02 November 2022 | Education

Kansas’ Teacher Shortage Has Worsened, Hurting Kids’ Learning Opportunities

Daniel Klaassen | November 2, 2022

As the pandemic began and schools across the state switched to remote learning, teachers were hailed as heroes. Parents, grandparents, and child care providers all stepped up to help students adapt and succeed in this new learning environment, and quickly, teachers’ skillsets and talents became appreciated and apparent. Families recognized firsthand the effort educators put forth every day to give their students the best learning opportunities possible. Two and a half years later, the narrative has shifted from praising teachers’ tireless contributions helping raise the next generation to criticism by some policymakers and disgruntled special interest groups attacking their lesson plans, library selections, and professional judgment. 

As a result, teachers have been worn down as they’ve had to navigate emerging culture wars, and students are worse off for it.

As teachers feel the impact of this stress, shortages are being reported around the country, including 1,400 open teaching positions in Kansas this past July, which has risen to 1,628 by October. This accounts for 3.5 percent of all teaching positions in the state.

This number should be a concern to Kansas leaders, especially those in rural areas, which see a greater impact from the shortage. More than one-third of the vacancies occur in the Kansas State Board of Education’s 5th district, an area of 45 counties in western Kansas that contains only 10 percent of the population.

Other states’ solutions to this issue vary and, unfortunately, lack the professionalism that kids deserve. Arizona is allowing college students to take teaching jobs. Florida offers the opportunity for military veterans to fill open positions in the classroom. Unnoticed in the news are the districts that move specialists from their fields into the classroom, or central office administrators into the schools they oversee, filling the shoes of these missing teachers.

One thing that all these solutions have in common: children have larger class sizes or less qualified teachers, diminishing critical one-on-one interactions with children who need personalized instruction.

“If students are taught by a string of under qualified and underperforming teachers, it limits academic potential. However, highly qualified teachers are more likely to expand students' desires to learn and succeed."

(Cailin, 2018)

Students benefit from highly qualified instructors trained in their field of expertise to facilitate their education, while the opposite is true for teachers on waivers or emergency licenses who are doing their best to teach topics they weren’t trained in.

While putting a licensed teacher in a setting in which they are not licensed is better than an unlicensed teacher, it does not replace a highly qualified educator that can give their students the best learning opportunities.

Policy Solutions

While sign-on and retention bonuses have encouraged educators to stay in the classroom, they are a temporary solution that does not get to the root of this problem. Three steps could help reverse the trend of teachers flocking to other jobs in Kansas:

  • Support teachers in taking the time to build healthy teacher-parent relationships. Time must be spent on the non-academic aspects of education, taking the time for students and teachers to appreciate the perspectives everyone brings to the classroom. As educators begin the year, there is pressure for academic learning to immediately take precedence, but without the time to build a trusting relationship between teachers, students, and parents, the academics will flounder. Parental involvement must increase not because it is legislated, but because it is what is best for the students. When parents and teachers communicate and are on the same team, student conduct will improve, leading to better working environments for teachers and better learning environments for kids.

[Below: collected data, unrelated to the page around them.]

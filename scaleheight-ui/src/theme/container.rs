use iced::widget::container::{transparent, Catalog, Style, StyleFn};
use iced::Background;

use super::Theme;

impl Catalog for Theme {
    type Class<'a> = StyleFn<'a, Self>;

    fn default<'a>() -> Self::Class<'a> {
        Box::new(transparent)
    }

    fn style(&self, class: &Self::Class<'_>) -> Style {
        class(self)
    }
}

pub fn background(theme: &Theme) -> Style {
    Style {
        background: Some(Background::Color(theme.colors.general.background)),
        ..Default::default()
    }
}

/// The layer behind a modal, `opacity` going from 0.0 (invisible) to 1.0.
pub fn backdrop(opacity: f32) -> impl Fn(&Theme) -> Style {
    move |theme: &Theme| {
        let color = theme.colors.general.backdrop;
        Style {
            background: Some(Background::Color(iced::Color {
                a: color.a * opacity.clamp(0.0, 1.0),
                ..color
            })),
            ..Default::default()
        }
    }
}

#[cfg(test)]
mod tests {
    use super::*;

    fn alpha(style: Style) -> f32 {
        match style.background {
            Some(Background::Color(c)) => c.a,
            _ => panic!("backdrop must be a color"),
        }
    }

    #[test]
    fn backdrop_fades() {
        let theme = <Theme as Default>::default();
        let full = theme.colors.general.backdrop.a;
        assert_eq!(alpha(backdrop(1.0)(&theme)), full);
        assert_eq!(alpha(backdrop(0.0)(&theme)), 0.0);
        assert_eq!(alpha(backdrop(3.0)(&theme)), full);
    }
}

  • Invest in education leaders, principals, and superintendents. Principals who create positive working conditions can reduce staff turnover. This is in direct contrast with data showing that 61 percent of principals report being harassed over school policy, specifically over COVID-19 safety measures. Society cannot expect school leaders to keep students safe while berating them over disagreements. Instead, state and local policymakers can lead by example and seek to encourage and support school administrators by asking them about their needs and challenges.

  • Trust teachers to do their jobs. About 54 percent of teachers and principals believe that legal limits over issues of disagreement impede learning. Bills like the so-called “Parents Bill of Rights” do not increase parental participation or rights. These kinds of bills undermine the ability of dedicated Kansas teachers the freedom to educate our students through proven methods that will help kids reach their fullest potential. By building respectful relationships through trusting communication, teachers and parents will better serve the needs of their children.

Highly qualified teachers are experts in their fields and, when supported, can build connections with parents and students. Capable, trusted teachers cannot be easily replaced; all Kansans must work to build collaborative relationships so students can thrive in K-12 and beyond.